Collective memories
Harry Cawkell would tap his pipe out, lean back into the common room chair, survey the eager faces before him and then begin. Anecdotes and stories, gossip and rumour, all had a place in the show that had now started. Harry, Dungeness Bird Observatory’s (DBO) long standing honorary secretary, loved nothing more than to talk about ‘the old times’ with any birders that happened to be in his orbit when he popped into the obs. For those of us who had known Harry for a few years the stories would be familiar, but we listened with avid interest regardless. Some of his stories were so familiar, and so rarely did he deviate in their telling, that we would know exactly what words were about to be spoken. Some of these became catchphrases. Harry’s stories - and Harry’s telling of them - became part of the Dungeness story itself. And then, in 1999, Harry died. And with him went those stories…
They didn’t entirely go. Some of us remembered them, or at least the odd personally selected highlight. I can visualise Harry and his brother walking to Dungeness from their home in Hastings, swimming across the River Rother at Rye to save on a several mile detour - this would have been in the 1930s - all thanks to a session of ‘DBO Jackanory’ with Harry. He didn’t (as far as we know) keep a diary and we certainly never saw him with a notebook. There were times when people suggested that his storytelling should be recorded, but it didn’t happen. A vast depository of social history was unfortunately lost.
But Harry wasn’t the only one to have a head full of Dungeness memories. There were others just like him, only they did not have such a willing audience, were not natural raconteurs or felt that their own DBO history would be of little interest to others. Fortunately there were DBO trustees (in particular Gill Hollamby) who thought otherwise and decided that to lose one headful of memories was unfortunate but to lose several more would be foolish. It was decided to bring such recollections together and publish them, to head off any further historical brain-drains. So the search was on for willing volunteers!
Seeing that DBO was founded in 1952 the first problem was finding birders from back in the early days to commit their memories to paper - there was no dressing it up, most of them were no longer with us. Fortunately old bird reports, newsletters and various other publications harboured material that was ripe for trawling through. Old diaries were consulted. Regular (and non-regular) visitors were cajoled into becoming part of the project. Some responded with enthusiasm, others needed time to commit. After a few months of gestation a booklet was published in 2022 - ‘Memories of Dungeness and Dungeness Bird Observatory 1900-1990’. It is, quite simply, a love letter to Dungeness, penned by 40 devotees of the shingle, some long gone, others still walking the beach today and birding the sea and sallows.
The decision was made to not over-edit the contributions so as to keep the character of each author, which has worked well. It may be tempting to assume that 40 people writing about the same place might result in something a touch repetitive, but that is far from the truth - Dungeness means many different things to the authors and the varying time-line allows the modern-day reader to time travel back to eras when there was no power station, Kentish Plovers and Stone Curlews still bred, there was an off-shore turbulence of warm-water from the power station outflow, the ‘Thing’ watched over us, the observatory had no shower or central heating and Little Egret was a species that you ran for!

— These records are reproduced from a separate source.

//! # octofhir-cohort
//!
//! Cohort resolution engine.
//!
//! A cohort description is translated elsewhere into an ordered list of FHIR
//! search queries ([`CohortSpec`]). This crate runs those queries against a
//! paged search backend, maps every returned resource to the patient it
//! belongs to, and folds the per-query results into one patient set.
//!
//! ## Overview
//!
//! - [`mapper`] - resource to patient id extraction
//! - [`QueryExecutor`] - drains all pages of one query
//! - [`SetAccumulator`] - order-dependent include/exclude fold
//! - [`CohortResolver`] - runs the whole spec and packages a [`ResolvedCohort`]
//! - [`CohortService`] - translate, resolve, build the `Group`, persist
//!
//! ## Example
//!
//! ```
//! use octofhir_cohort::{CohortResolver, CohortSpec, MemorySearchBackend, Query, ResourceKind};
//! use serde_json::json;
//!
//! # tokio_test::block_on(async {
//! let backend = MemorySearchBackend::new()
//!     .with_pages(
//!         ResourceKind::Patient,
//!         "birthdate=lt1984-01-01",
//!         vec![vec![
//!             json!({ "resourceType": "Patient", "id": "1" }),
//!             json!({ "resourceType": "Patient", "id": "2" }),
//!         ]],
//!     )
//!     .with_pages(
//!         ResourceKind::Condition,
//!         "code=55822004",
//!         vec![vec![json!({ "resourceType": "Condition", "subject": { "reference": "Patient/2" } })]],
//!     );
//!
//! let spec = CohortSpec::new(
//!     "over 40 without hyperlipidemia",
//!     vec![
//!         Query::include(ResourceKind::Patient, "birthdate=lt1984-01-01"),
//!         Query::exclude(ResourceKind::Condition, "code=55822004"),
//!     ],
//! );
//!
//! let cohort = CohortResolver::new(&backend).resolve(&spec).await.unwrap();
//! assert_eq!(cohort.member_ids.to_vec(), vec!["1"]);
//! # });
//! ```

pub mod combinator;
mod error;
pub mod executor;
pub mod group;
pub mod mapper;
pub mod memory;
pub mod model;
pub mod resolver;
pub mod service;
mod traits;

pub use combinator::{SetAccumulator, combine};
pub use error::{BackendError, CohortError, CohortResult, ErrorCategory};
pub use executor::QueryExecutor;
pub use group::{GroupOptions, build_group, group_label};
pub use memory::MemorySearchBackend;
pub use model::{
    CodeExtract, CodeExtractResult, CohortSpec, ExtractedCode, PatientIdSet, Query,
    ResolvedCohort, ResourceKind, TraceAnnotation,
};
pub use resolver::CohortResolver;
pub use service::{CohortOutcome, CohortService};
pub use traits::{
    CohortRequest, GroupSink, PageStream, PagedSearch, TranslationOptions, Translator,
};

/// Type alias for a shared search backend.
pub type DynSearch = std::sync::Arc<dyn PagedSearch>;

/// Prelude module for convenient imports.
///
/// ```ignore
/// use octofhir_cohort::prelude::*;
/// ```
pub mod prelude {
    pub use crate::error::{BackendError, CohortError, CohortResult};
    pub use crate::model::{CohortSpec, PatientIdSet, Query, ResolvedCohort, ResourceKind};
    pub use crate::service::{CohortOutcome, CohortService};
    pub use crate::traits::{
        CohortRequest, GroupSink, PageStream, PagedSearch, TranslationOptions, Translator,
    };
}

What comes across is an unabashed affection for the place, with any wallowing in nostalgia tempered by an understanding that Dungeness has helped mould the contributor into the birder - even the person - that they now are. I was particularly pleased to read Brian Austen’s contribution. Back in 2012 I was staying at DBO at the same time as a quiet, unassuming elderly man. It was Brian. Throughout the 1950s he had been a regular visitor, culminating in a spell as honorary warden in the early autumn of 1959, one showered with rare birds. Shortly afterwards he left the country to pursue his career and only returned to stay at the observatory in 2010. What struck me was how, when telling me about his Dungeness days some 60 years before, his eyes sparkled and a beatific smile lit up his face, regardless of the lengthy lapse in his Dungeness time. Then it hit me - nobody’s Dungeness is the same but we are all imbued in the very same Dungeness. We may come to it from different eras, and leave it from time to time but it never leaves us - nor we it. I had been struggling to come to terms with a difficult spell in my Dungeness story, but this disturbance was cleared up and explained in one fell swoop - it was that we were all of our time and that is what went a long way in defining our relationship with DBO - the magic being that our times happily crossed over with those of others, even rubbing up against times that preceded our own and infiltrating those that are yet to come. So HG Alexander is still watching a Cream-coloured Courser on West Beach, Bob Scott and Peter Grant are still trying to suss out the juvenile terns on the patch, David Walker and the May Bank Holiday boys are still watching the Black-browed Albatross resting on the sea, Martin Casemore is still hyperventilating at the fishing boats having found his Acadian Flycatcher and I am still sitting on the bank of the moat on a July evening in 1979, breathing in the scent of the Nottingham Catchfly in the knowledge that there is nowhere else in the world that I’d rather be. We will never leave. Nor will any of the 40 who contributed to the book. We are embedded.